Ecological Succession

Communities are dynamic in nature and change with time. The communities living in a specific area get replaced or changed into another with the passage of time, and this process is called ecological succession.

In ecological succession, both biotic as well as abiotic factors play their part.

Ecological Succession is of two types. They are:

1. Primary Ecological Succession

When a community of populations occupies a totally bare or unoccupied area, it is called primary succession.

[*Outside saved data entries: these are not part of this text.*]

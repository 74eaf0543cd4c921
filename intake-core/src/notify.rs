//! Notification boundary
//!
//! The orchestrator reports to its caller through an `IntakeNotifier`.
//! Notifications are delivered after the session lock is released, in the
//! order: transition, partial data, complete.

use crate::models::SlotTransition;
use crate::types::ParsedReport;
use chrono::Utc;
use intake_common::events::{EventBus, IntakeEvent};
use std::collections::BTreeMap;
use uuid::Uuid;

/// Receiver of intake notifications
///
/// Implementations must not block; they run on the orchestrator's task.
pub trait IntakeNotifier: Send + Sync {
    /// A slot parsed successfully (fired once per successful parse)
    fn on_partial_data(&self, session_id: Uuid, slot_key: &str, parsed: &ParsedReport);

    /// The session just became complete
    fn on_complete(&self, session_id: Uuid, reports: &BTreeMap<String, ParsedReport>);

    /// A slot changed status
    fn on_transition(
        &self,
        _session_id: Uuid,
        _transition: &SlotTransition,
        _error: Option<&str>,
    ) {
    }

    /// A fresh session replaced the previous one
    fn on_session_started(&self, _session_id: Uuid, _slot_keys: &[String]) {}
}

/// Notifier that ignores everything (callers that poll `get_session`)
#[derive(Debug, Clone, Copy, Default)]
pub struct NoopNotifier;

impl IntakeNotifier for NoopNotifier {
    fn on_partial_data(&self, _session_id: Uuid, _slot_key: &str, _parsed: &ParsedReport) {}

    fn on_complete(&self, _session_id: Uuid, _reports: &BTreeMap<String, ParsedReport>) {}
}

/// Broadcasts every notification as an `IntakeEvent`
///
/// Emission is lossy: having no subscribers is not an error.
#[derive(Clone)]
pub struct EventBusNotifier {
    event_bus: EventBus,
}

impl EventBusNotifier {
    pub fn new(event_bus: EventBus) -> Self {
        Self { event_bus }
    }

    pub fn event_bus(&self) -> &EventBus {
        &self.event_bus
    }
}

fn to_json(parsed: &ParsedReport) -> serde_json::Value {
    parsed.data.clone()
}

impl IntakeNotifier for EventBusNotifier {
    fn on_partial_data(&self, session_id: Uuid, slot_key: &str, parsed: &ParsedReport) {
        self.event_bus.emit_lossy(IntakeEvent::PartialDataAvailable {
            session_id,
            slot_key: slot_key.to_string(),
            data: to_json(parsed),
            timestamp: Utc::now(),
        });
    }

    fn on_complete(&self, session_id: Uuid, reports: &BTreeMap<String, ParsedReport>) {
        self.event_bus.emit_lossy(IntakeEvent::IntakeCompleted {
            session_id,
            reports: reports
                .iter()
                .map(|(key, parsed)| (key.clone(), to_json(parsed)))
                .collect(),
            timestamp: Utc::now(),
        });
    }

    fn on_transition(&self, session_id: Uuid, transition: &SlotTransition, error: Option<&str>) {
        self.event_bus.emit_lossy(IntakeEvent::SlotStateChanged {
            session_id,
            slot_key: transition.slot_key.clone(),
            old_status: transition.old_status,
            new_status: transition.new_status,
            attempt: transition.attempt,
            error: error.map(str::to_string),
            timestamp: transition.transitioned_at,
        });
    }

    fn on_session_started(&self, session_id: Uuid, slot_keys: &[String]) {
        self.event_bus.emit_lossy(IntakeEvent::SessionStarted {
            session_id,
            slot_keys: slot_keys.to_vec(),
            timestamp: Utc::now(),
        });
    }
}
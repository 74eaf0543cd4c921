//! Core Types and Collaborator Trait Definitions
//!
//! The orchestrator drives three external collaborators in sequence:
//! - **TextExtractor:** candidate file → plain text
//! - **TypeIdentifier:** plain text → report type guess
//! - **ReportParser:** identified document → structured fields
//!
//! All three are async, object-safe and held as `Arc<dyn _>` so they can
//! be swapped for fakes in tests.

use crate::report_type::ReportType;
use serde::{Deserialize, Serialize};
use std::sync::Arc;
use thiserror::Error;

// ============================================================================
// Data Types
// ============================================================================

/// Document handed over by the file picker
#[derive(Debug, Clone, PartialEq, Eq)]
pub struct CandidateFile {
    /// Original file name
    pub name: String,
    /// Raw file bytes
    pub content: Vec<u8>,
}

impl CandidateFile {
    pub fn new(name: impl Into<String>, content: impl Into<Vec<u8>>) -> Self {
        Self {
            name: name.into(),
            content: content.into(),
        }
    }

    /// File size in bytes
    pub fn size(&self) -> usize {
        self.content.len()
    }
}

/// Output of a TextExtractor
#[derive(Debug, Clone, PartialEq, Eq)]
pub struct ExtractedText {
    pub full_text: String,
}

impl ExtractedText {
    /// Length in characters (not bytes)
    pub fn char_count(&self) -> usize {
        self.full_text.chars().count()
    }
}

/// Output of a TypeIdentifier
///
/// `report_type: None` means the text could not be classified. That is a
/// normal outcome, not an error.
#[derive(Debug, Clone, PartialEq, Default, Serialize, Deserialize)]
pub struct Identification {
    /// Identified type, if any
    pub report_type: Option<ReportType>,
    /// Human-readable name of the identified document
    pub name: Option<String>,
    /// Identifier confidence (0.0-1.0)
    pub confidence: Option<f32>,
}

impl Identification {
    /// Identified as `report_type` with its standard title as name
    pub fn identified(report_type: ReportType) -> Self {
        Self {
            report_type: Some(report_type),
            name: Some(report_type.title().to_string()),
            confidence: None,
        }
    }

    /// Nothing recognized
    pub fn unidentified() -> Self {
        Self::default()
    }

    /// Attach a confidence score (clamped to 0.0-1.0)
    pub fn with_confidence(mut self, confidence: f32) -> Self {
        self.confidence = Some(confidence.clamp(0.0, 1.0));
        self
    }
}

/// Input to a ReportParser
#[derive(Debug, Clone, PartialEq)]
pub struct ExtractedDocument {
    /// Original file name
    pub file_name: String,
    /// Extracted text
    pub full_text: String,
    /// Type confirmed by the validation gate
    pub report_type: ReportType,
}

/// Structured output of a ReportParser
#[derive(Debug, Clone, PartialEq, Serialize, Deserialize)]
pub struct ParsedReport {
    /// Type the data was parsed as
    pub report_type: ReportType,
    /// Parsed fields
    pub data: serde_json::Value,
}

impl ParsedReport {
    pub fn new(report_type: ReportType, data: serde_json::Value) -> Self {
        Self { report_type, data }
    }
}

/// Failure reported by an extractor or parser
#[derive(Debug, Clone, PartialEq, Eq, Error)]
pub enum CollaboratorError {
    /// Document could not be read or decoded
    #[error("{0}")]
    Unreadable(String),

    /// Document content does not have the expected structure
    #[error("{0}")]
    Malformed(String),

    /// Any other failure
    #[error("{0}")]
    Other(String),
}

// ============================================================================
// Collaborator Traits
// ============================================================================

/// Byte stream → plain text
#[async_trait::async_trait]
pub trait TextExtractor: Send + Sync {
    async fn extract(&self, file: &CandidateFile) -> Result<ExtractedText, CollaboratorError>;
}

/// Plain text → report type
#[async_trait::async_trait]
pub trait TypeIdentifier: Send + Sync {
    async fn identify(&self, full_text: &str) -> Identification;
}

/// Identified document → structured fields
///
/// Only invoked after the validation gate accepted the identification.
#[async_trait::async_trait]
pub trait ReportParser: Send + Sync {
    async fn parse(&self, document: &ExtractedDocument) -> Result<ParsedReport, CollaboratorError>;
}

/// The three collaborators the orchestrator needs
#[derive(Clone)]
pub struct Collaborators {
    pub extractor: Arc<dyn TextExtractor>,
    pub identifier: Arc<dyn TypeIdentifier>,
    pub parser: Arc<dyn ReportParser>,
}

impl Collaborators {
    pub fn new(
        extractor: Arc<dyn TextExtractor>,
        identifier: Arc<dyn TypeIdentifier>,
        parser: Arc<dyn ReportParser>,
    ) -> Self {
        Self {
            extractor,
            identifier,
            parser,
        }
    }
}
//! Error types for intake-core
//!
//! Slot-level failures (`SlotError`) are recorded on the slot and never
//! returned as `Err` from orchestrator operations. `IntakeError` covers
//! construction and configuration problems only.

use crate::report_type::ReportType;
use serde::{Deserialize, Serialize};
use thiserror::Error;

/// Phrase used when identification produced neither a type nor a name
pub const UNKNOWN_REPORT_TYPE: &str = "Unknown report type";

/// Failure recorded on a slot in `error` status
#[derive(Debug, Clone, PartialEq, Error, Serialize, Deserialize)]
#[serde(tag = "kind", rename_all = "snake_case")]
pub enum SlotError {
    /// Rejected by the file picker before extraction (passed through verbatim)
    #[error("{message}")]
    Selection { message: String },

    /// Text extraction failed or produced too little text
    #[error("{0}")]
    Extraction(ExtractionFailure),

    /// Document identified as something other than the slot expects
    #[error("{0}")]
    TypeMismatch(TypeMismatch),

    /// Parser failed on correctly identified content
    #[error("Failed to parse document: {message}")]
    Parse { message: String },
}

/// Discriminant of `SlotError`, for callers that style by kind
#[derive(Debug, Clone, Copy, PartialEq, Eq, Hash, Serialize, Deserialize)]
#[serde(rename_all = "snake_case")]
pub enum SlotErrorKind {
    Selection,
    Extraction,
    TypeMismatch,
    Parse,
}

impl SlotError {
    pub fn kind(&self) -> SlotErrorKind {
        match self {
            SlotError::Selection { .. } => SlotErrorKind::Selection,
            SlotError::Extraction(_) => SlotErrorKind::Extraction,
            SlotError::TypeMismatch(_) => SlotErrorKind::TypeMismatch,
            SlotError::Parse { .. } => SlotErrorKind::Parse,
        }
    }

    /// Human-readable message for display
    pub fn message(&self) -> String {
        self.to_string()
    }
}

/// Extraction failure detail
#[derive(Debug, Clone, PartialEq, Eq, Error, Serialize, Deserialize)]
#[serde(tag = "reason", rename_all = "snake_case")]
pub enum ExtractionFailure {
    /// Extractor returned an error
    #[error("Failed to extract text from document: {message}")]
    Extractor { message: String },

    /// Extractor succeeded but the text is below the minimum length
    #[error(
        "Could not extract enough text from document \
         ({found} characters, need at least {minimum})"
    )]
    InsufficientContent { found: usize, minimum: usize },
}

/// Identification did not match the slot's expected type
#[derive(Debug, Clone, PartialEq, Eq, Serialize, Deserialize)]
pub struct TypeMismatch {
    /// Type the slot requires
    pub expected: ReportType,
    /// Human-readable name of what was detected, if anything
    pub detected_name: Option<String>,
}

impl TypeMismatch {
    /// Detected name, or the generic unknown-type phrase when blank or absent
    pub fn detected(&self) -> &str {
        self.detected_name
            .as_deref()
            .map(str::trim)
            .filter(|name| !name.is_empty())
            .unwrap_or(UNKNOWN_REPORT_TYPE)
    }
}

impl std::fmt::Display for TypeMismatch {
    fn fmt(&self, f: &mut std::fmt::Formatter<'_>) -> std::fmt::Result {
        write!(
            f,
            "This appears to be a {}, not a {}. Please upload the correct document.",
            self.detected(),
            self.expected.title()
        )
    }
}

impl std::error::Error for TypeMismatch {}

/// Orchestrator construction / configuration error
#[derive(Debug, Error)]
pub enum IntakeError {
    /// No slot definitions were supplied
    #[error("At least one slot definition is required")]
    EmptyConfiguration,

    /// Two slot definitions share a key
    #[error("Duplicate slot key: {0}")]
    DuplicateSlot(String),

    /// Slot entry names a report type that does not exist
    #[error("Slot '{key}' has unknown expected type '{expected_type}'")]
    UnknownReportType { key: String, expected_type: String },

    /// Config file could not be loaded or a setting is invalid
    #[error("Common error: {0}")]
    Common(#[from] intake_common::Error),
}

/// Result type for orchestrator construction
pub type IntakeResult<T> = Result<T, IntakeError>;
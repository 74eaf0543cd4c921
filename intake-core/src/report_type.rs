//! Known financial report types

use serde::{Deserialize, Serialize};
use std::str::FromStr;

/// Report type a document can be identified as
#[derive(Debug, Clone, Copy, PartialEq, Eq, Hash, PartialOrd, Ord, Serialize, Deserialize)]
#[serde(rename_all = "snake_case")]
pub enum ReportType {
    /// Holdings broken down by asset class
    AssetAllocation,
    /// Returns over one or more periods
    Performance,
}

impl ReportType {
    /// Every known report type
    pub fn all() -> &'static [ReportType] {
        &[ReportType::AssetAllocation, ReportType::Performance]
    }

    /// Stable snake_case key (matches the serde representation)
    pub fn as_str(&self) -> &'static str {
        match self {
            ReportType::AssetAllocation => "asset_allocation",
            ReportType::Performance => "performance",
        }
    }

    /// Human-readable document title
    pub fn title(&self) -> &'static str {
        match self {
            ReportType::AssetAllocation => "Asset Allocation Report",
            ReportType::Performance => "Performance Report",
        }
    }
}

impl std::fmt::Display for ReportType {
    fn fmt(&self, f: &mut std::fmt::Formatter<'_>) -> std::fmt::Result {
        f.write_str(self.as_str())
    }
}

impl FromStr for ReportType {
    type Err = String;

    fn from_str(s: &str) -> Result<Self, Self::Err> {
        ReportType::all()
            .iter()
            .copied()
            .find(|t| t.as_str() == s.trim())
            .ok_or_else(|| format!("Unknown report type: '{}'", s))
    }
}
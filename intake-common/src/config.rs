//! Configuration loading for report intake
//!
//! Bootstrap configuration comes from a TOML file with environment overrides.
//!
//! # Config File Resolution
//! 1. Explicit path (highest priority)
//! 2. `REPORT_INTAKE_CONFIG` environment variable
//! 3. Platform config directory: `<config_dir>/report-intake/config.toml`
//!
//! A missing file is not an error: defaults are used and a warning is logged.
//! A file that exists but cannot be parsed is a configuration error.

use crate::{Error, Result};
use serde::{Deserialize, Serialize};
use std::path::{Path, PathBuf};
use tracing::{info, warn};

/// Environment variable naming the config file
pub const CONFIG_ENV_VAR: &str = "REPORT_INTAKE_CONFIG";

/// Environment variable overriding `intake.min_text_chars`
pub const MIN_TEXT_CHARS_ENV_VAR: &str = "REPORT_INTAKE_MIN_TEXT_CHARS";

/// Extracted text shorter than this is treated as an extraction failure
pub const DEFAULT_MIN_TEXT_CHARS: usize = 100;

/// Default EventBus buffer size
pub const DEFAULT_EVENT_CAPACITY: usize = 100;

/// Bootstrap configuration loaded from TOML file
#[derive(Debug, Clone, Default, PartialEq, Serialize, Deserialize)]
pub struct TomlConfig {
    /// Logging configuration (optional)
    #[serde(default)]
    pub logging: LoggingConfig,

    /// Intake behavior (optional)
    #[serde(default)]
    pub intake: IntakeSection,
}

/// Logging configuration
#[derive(Debug, Clone, PartialEq, Serialize, Deserialize)]
pub struct LoggingConfig {
    /// Log level or filter directive (trace, debug, info, warn, error)
    #[serde(default = "default_log_level")]
    pub level: String,
}

impl Default for LoggingConfig {
    fn default() -> Self {
        Self {
            level: default_log_level(),
        }
    }
}

/// `[intake]` section
#[derive(Debug, Clone, PartialEq, Serialize, Deserialize)]
pub struct IntakeSection {
    /// Minimum extracted text length (characters) accepted for identification
    #[serde(default = "default_min_text_chars")]
    pub min_text_chars: usize,

    /// EventBus channel capacity
    #[serde(default = "default_event_capacity")]
    pub event_capacity: usize,

    /// Slot list; `None` means the built-in two-slot configuration
    #[serde(default)]
    pub slots: Option<Vec<SlotEntry>>,
}

impl Default for IntakeSection {
    fn default() -> Self {
        Self {
            min_text_chars: default_min_text_chars(),
            event_capacity: default_event_capacity(),
            slots: None,
        }
    }
}

/// One `[[intake.slots]]` entry
#[derive(Debug, Clone, PartialEq, Serialize, Deserialize)]
pub struct SlotEntry {
    /// Unique slot key
    pub key: String,
    /// Report type key the uploaded document must match
    pub expected_type: String,
    /// Display title (defaults to the report type's title)
    #[serde(default)]
    pub title: Option<String>,
}

fn default_log_level() -> String {
    "info".to_string()
}

fn default_min_text_chars() -> usize {
    DEFAULT_MIN_TEXT_CHARS
}

fn default_event_capacity() -> usize {
    DEFAULT_EVENT_CAPACITY
}

/// Resolve which config file to read
///
/// Returns `None` when no candidate location can be determined.
pub fn resolve_config_path(explicit: Option<&Path>) -> Option<PathBuf> {
    if let Some(path) = explicit {
        return Some(path.to_path_buf());
    }

    if let Ok(path) = std::env::var(CONFIG_ENV_VAR) {
        if !path.trim().is_empty() {
            return Some(PathBuf::from(path));
        }
    }

    dirs::config_dir().map(|d| d.join("report-intake").join("config.toml"))
}

/// Load a TOML config file, falling back to defaults if it does not exist
pub fn load_toml_config(path: &Path) -> Result<TomlConfig> {
    if !path.exists() {
        warn!(
            "Config file not found at {}, using defaults",
            path.display()
        );
        return Ok(TomlConfig::default());
    }

    let content = std::fs::read_to_string(path)
        .map_err(|e| Error::Config(format!("Read TOML failed: {}", e)))?;
    let config: TomlConfig = toml::from_str(&content)
        .map_err(|e| Error::Config(format!("Parse TOML failed ({}): {}", path.display(), e)))?;

    info!("Configuration loaded from {}", path.display());
    Ok(config)
}

/// Resolve, load and apply environment overrides
pub fn load_config(explicit: Option<&Path>) -> Result<TomlConfig> {
    let mut config = match resolve_config_path(explicit) {
        Some(path) => load_toml_config(&path)?,
        None => {
            warn!("Could not determine config directory, using defaults");
            TomlConfig::default()
        }
    };

    apply_env_overrides(&mut config)?;
    Ok(config)
}

/// Apply environment variable overrides on top of file values
pub fn apply_env_overrides(config: &mut TomlConfig) -> Result<()> {
    if let Ok(raw) = std::env::var(MIN_TEXT_CHARS_ENV_VAR) {
        let value = raw.trim().parse::<usize>().map_err(|_| {
            Error::Config(format!(
                "{} must be a non-negative integer, got '{}'",
                MIN_TEXT_CHARS_ENV_VAR, raw
            ))
        })?;
        info!("min_text_chars overridden from environment: {}", value);
        config.intake.min_text_chars = value;
    }
    Ok(())
}

/// Write config to disk (write to temp file, then rename)
pub fn write_toml_config(config: &TomlConfig, path: &Path) -> Result<()> {
    let content = toml::to_string_pretty(config)
        .map_err(|e| Error::Config(format!("Serialize TOML failed: {}", e)))?;

    if let Some(parent) = path.parent() {
        if !parent.as_os_str().is_empty() {
            std::fs::create_dir_all(parent)?;
        }
    }

    let tmp_path = path.with_extension("toml.tmp");
    std::fs::write(&tmp_path, content)?;
    std::fs::rename(&tmp_path, path)?;
    Ok(())
}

It is the succession, in which a community does not replace any other community, rather it is the first community to occupy any area. For example, when a community occupies a bare rock, or newly formed deltas, it as a process is called primary succession. Such a community is called pioneer community and the species of organisms in such community are known as pioneer species.

The pioneer community gets replaced by another community after some time, which itself will get replaced by another community and the process continues untill the most stable community arrives. Such a stable community is called Climax Community.

Primary succession is a relatively slow process, as the substrate lacks all kinds of nutrients that are required to support life. In addition, it is not seen so commonly, as there are hardly few places on earth that are not already occupied by communities of organisms.

2. Secondary Ecological Succession

Secondary succession is the most common succession that occurs in areas, which were earlier, inhabited but had been subsequently destroyed or removed. This succession is fast, as the substrate has the required nutrients as well as seeds and other dormant stages of life.

The stages of succession from pioneer community to the climax community are called Seral Stages.

Examples Of Ecological Succession

1. Succession On A Bare Rock | Xerarch

When ecological succession occurs on a bare rock or any other terrestrial area with almost zero moisture and nutrients, it is called Xerarch.

The species that invade the area first are Lichens and Mosses. They cause weathering of rocks and form a mat over them. This mat then supports germination of seeds and growth of small plants and shrubs.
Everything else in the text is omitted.